How do his findings that the resveratrol in wine protected against prostate cancer -- at least in animals -- square with the new findings that neither red nor white wine seem protective against breast cancer in women? At least at first glance, "the alcohol is obviously a more potent carcinogen than resveratrol is protective against cancer," Lamartiniere said.
But, he said, "different red wines have different potencies of resveratrol. Cabernet sauvignon has the highest." What isn't clear, he added, is how much resveratrol was in the red wine typically consumed by the women in the Kaiser study.

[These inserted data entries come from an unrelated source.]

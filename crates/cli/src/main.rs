//! blocksync: keep a directory in sync with a blocksync server
//!
//! Each pass compares the directory with the last synced state recorded in
//! its index file and with the server's metadata, then uploads, downloads
//! or deletes until all three agree.

mod debug_log;
mod progress;

use std::path::{Path, PathBuf};
use std::sync::Arc;
use std::time::Duration;

use clap::builder::styling::{AnsiColor, Effects};
use clap::{Args, Parser, Subcommand, builder::Styles};
use color_eyre::Result;
use color_eyre::eyre::{WrapErr, bail};
use notify::RecursiveMode;
use notify_debouncer_full::{DebounceEventResult, new_debouncer};
use tracing::{debug, error, info};

use blocksync_core::scan::{IGNORE_FILE, is_reserved, relative_to_name};
use blocksync_core::{SyncConfig, SyncEngine};
use blocksync_transport::TcpClient;

use crate::progress::SyncProgress;

const STYLES: Styles = Styles::styled()
    .header(AnsiColor::Green.on_default().effects(Effects::BOLD))
    .usage(AnsiColor::Green.on_default().effects(Effects::BOLD))
    .literal(AnsiColor::Cyan.on_default().effects(Effects::BOLD))
    .placeholder(AnsiColor::Cyan.on_default())
    .valid(AnsiColor::Green.on_default())
    .invalid(AnsiColor::Red.on_default());

#[derive(Parser)]
#[command(name = "blocksync")]
#[command(version)]
#[command(styles = STYLES)]
#[command(about = "Block-level directory sync against a central server")]
#[command(long_about = r"
blocksync keeps a directory in sync with a blocksync server.

Files are split into fixed-size blocks addressed by their BLAKE3 hash, so
unchanged blocks are never sent twice. When two clients edit the same file,
the first to reach the server wins and the other takes its version.

Settings are read from .blocksync.toml in the synced directory; flags
override them.

Examples:
  blocksync sync ./notes --server 10.0.0.2:9031   One pass
  blocksync watch ./notes                         Sync on every change
  blocksync scan ./notes                          Show block hash lists
")]
struct Cli {
    /// Enable verbose logging
    #[arg(short, long, global = true)]
    verbose: bool,

    /// Also write a detailed trace to a log file in the temp directory
    #[arg(long, global = true)]
    debug_log: bool,

    #[command(subcommand)]
    command: Commands,
}

#[derive(Subcommand)]
enum Commands {
    /// Run one reconciliation pass
    Sync(Target),

    /// Sync on local changes and periodically for remote ones
    Watch {
        #[command(flatten)]
        target: Target,

        /// Debounce delay in milliseconds
        #[arg(short, long, default_value = "200")]
        debounce: u64,

        /// Seconds between passes when nothing changes locally
        #[arg(short, long)]
        interval: Option<u64>,
    },

    /// Scan a directory and print each file's block hashes
    Scan {
        /// Directory to scan
        #[arg(default_value = ".")]
        path: PathBuf,

        /// Block size in bytes
        #[arg(short, long)]
        block_size: Option<usize>,

        /// Output format (json, summary)
        #[arg(short, long, default_value = "summary")]
        format: String,
    },

    /// Show version and build info
    Version,
}

/// Directory and server to reconcile
#[derive(Args, Debug)]
struct Target {
    /// Directory to sync
    #[arg(default_value = ".")]
    path: PathBuf,

    /// Server address (host:port)
    #[arg(short, long)]
    server: Option<String>,

    /// Block size in bytes; must match every other client of the server
    #[arg(short, long)]
    block_size: Option<usize>,

    /// Files reconciled concurrently
    #[arg(short, long)]
    workers: Option<usize>,
}

impl Target {
    /// Config file settings with flags applied on top
    fn config(&self) -> Result<SyncConfig> {
        let mut config = SyncConfig::load(&self.path)
            .wrap_err_with(|| format!("loading config in {}", self.path.display()))?;
        self.apply(&mut config);
        config.validate()?;
        Ok(config)
    }

    fn apply(&self, config: &mut SyncConfig) {
        if let Some(server) = &self.server {
            config.server.clone_from(server);
        }
        if let Some(block_size) = self.block_size {
            config.block_size = block_size;
        }
        if let Some(workers) = self.workers {
            config.workers = workers;
        }
    }

    fn engine(&self, config: &SyncConfig) -> Result<SyncEngine> {
        if !self.path.is_dir() {
            bail!("{} is not a directory", self.path.display());
        }
        let root = self.path.canonicalize()?;
        let client = TcpClient::new(config.server.clone()).timeout(config.timeout());
        info!("syncing {} with {}", root.display(), config.server);
        Ok(SyncEngine::with_config(root, Arc::new(client), config))
    }
}

#[tokio::main]
async fn main() -> Result<()> {
    color_eyre::install()?;

    let cli = Cli::parse();

    let session = if cli.debug_log {
        let session = debug_log::init(cli.verbose);
        eprintln!("debug log: {}", session.log_path.display());
        Some(session)
    } else {
        debug_log::init_console(cli.verbose);
        None
    };

    match cli.command {
        Commands::Version => {
            eprintln!("blocksync {}", env!("CARGO_PKG_VERSION"));
            eprintln!("Built with Rust {}", env!("CARGO_PKG_RUST_VERSION"));
        }
        Commands::Scan {
            path,
            block_size,
            format,
        } => {
            scan_command(&path, block_size, &format)?;
        }
        Commands::Sync(target) => {
            sync_command(&target).await?;
        }
        Commands::Watch {
            target,
            debounce,
            interval,
        } => {
            watch_command(&target, debounce, interval).await?;
        }
    }

    drop(session);
    Ok(())
}

fn scan_command(path: &Path, block_size: Option<usize>, format: &str) -> Result<()> {
    let mut config = SyncConfig::load(path)?;
    if let Some(block_size) = block_size {
        config.block_size = block_size;
    }
    config.validate()?;

    let scanner = config.ignore.iter().fold(
        blocksync_core::Scanner::new(path, config.chunking()),
        |s, p| s.ignore(p.clone()),
    );
    let snapshot = scanner.scan()?;

    match format {
        "json" => {
            let files: serde_json::Map<String, serde_json::Value> = snapshot
                .files
                .iter()
                .map(|(name, entry)| {
                    let blocks: Vec<String> = entry.blocks.iter().map(|h| h.to_hex()).collect();
                    let value = serde_json::json!({ "size": entry.size, "blocks": blocks });
                    (name.clone(), value)
                })
                .collect();
            let json = serde_json::json!({
                "block_size": config.block_size,
                "files": files,
                "unreadable": snapshot.unreadable,
            });
            println!("{}", serde_json::to_string_pretty(&json)?);
        }
        "summary" => {
            let total_size: u64 = snapshot.files.values().map(|f| f.size).sum();
            let total_blocks: usize = snapshot.files.values().map(|f| f.blocks.len()).sum();
            eprintln!("Files: {}", snapshot.len());
            eprintln!(
                "Total size: {} in {total_blocks} blocks of {}",
                humansize::format_size(total_size, humansize::BINARY),
                humansize::format_size(config.block_size, humansize::BINARY),
            );

            if snapshot.len() <= 20 {
                eprintln!("\nFiles:");
                for (name, entry) in &snapshot.files {
                    let first = entry.blocks.first().map(|h| h.to_hex()).unwrap_or_default();
                    eprintln!(
                        "  {name} ({} bytes, {} blocks, {}…)",
                        entry.size,
                        entry.blocks.len(),
                        &first[..first.len().min(12)]
                    );
                }
            }
            for name in &snapshot.unreadable {
                eprintln!("  unreadable: {name}");
            }
        }
        other => bail!("unknown format {other:?}, expected json or summary"),
    }

    Ok(())
}

async fn sync_command(target: &Target) -> Result<()> {
    let config = target.config()?;
    let engine = target.engine(&config)?;
    let mut progress = SyncProgress::new();
    run_pass(&engine, &mut progress).await
}

async fn run_pass(engine: &SyncEngine, progress: &mut SyncProgress) -> Result<()> {
    let spinner = progress.spinner(engine.root());
    let result = engine.run_pass().await;
    spinner.finish_and_clear();

    let report = result.wrap_err("sync pass failed")?;
    progress.finish(&report);
    Ok(())
}

async fn watch_command(target: &Target, debounce_ms: u64, interval: Option<u64>) -> Result<()> {
    let mut config = target.config()?;
    if let Some(secs) = interval {
        config.interval_secs = secs;
    }
    config.validate()?;
    let engine = target.engine(&config)?;
    let root = engine.root().to_path_buf();
    let mut progress = SyncProgress::new();

    let (tx, mut rx) = tokio::sync::mpsc::unbounded_channel();
    let mut debouncer = new_debouncer(
        Duration::from_millis(debounce_ms),
        None,
        move |result: DebounceEventResult| match result {
            Ok(events) => {
                let _ = tx.send(events);
            }
            Err(errors) => {
                for e in errors {
                    error!("watch error: {e}");
                }
            }
        },
    )?;
    debouncer.watch(&root, RecursiveMode::Recursive)?;

    info!(
        "watching {} (every {}s, Ctrl+C to stop)",
        root.display(),
        config.interval_secs
    );

    let mut ticker = tokio::time::interval(config.interval());
    ticker.set_missed_tick_behavior(tokio::time::MissedTickBehavior::Delay);

    loop {
        tokio::select! {
            _ = ticker.tick() => debug!("interval elapsed"),
            Some(events) = rx.recv() => {
                let changed: Vec<&Path> = events
                    .iter()
                    .flat_map(|e| e.paths.iter())
                    .map(PathBuf::as_path)
                    .filter(|p| is_relevant(&root, p))
                    .collect();
                if changed.is_empty() {
                    continue;
                }
                info!("detected {} changed paths, syncing", changed.len());
                for path in &changed {
                    debug!("  changed: {}", path.display());
                }
            }
            _ = tokio::signal::ctrl_c() => {
                info!("stopping");
                break;
            }
        }

        // A failed pass changed nothing; the next trigger retries it
        if let Err(e) = run_pass(&engine, &mut progress).await {
            error!("{e:#}");
        }
        ticker.reset();
    }

    Ok(())
}

/// Whether a filesystem event at `path` can change what a pass does
fn is_relevant(root: &Path, path: &Path) -> bool {
    let Ok(relative) = path.strip_prefix(root) else {
        return true;
    };
    match relative_to_name(relative) {
        // Ignore rules change what the next pass sees
        Some(name) => !is_reserved(&name) || name.rsplit('/').next() == Some(IGNORE_FILE),
        None => relative.as_os_str().is_empty(),
    }
}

So, what's the best advice for women interested in minimizing their breast cancer risk? "Modest consumption of anything is the way to go," Lamartiniere said.
Li emphasized that alcohol consumption is just one of the factors that could raise breast cancer risk. To reduce overall breast cancer risk, she advises women to follow a healthy lifestyle by eating a good diet, exercising, not smoking and not drinking heavily.
To learn more about breast cancer, visit the American Cancer Society.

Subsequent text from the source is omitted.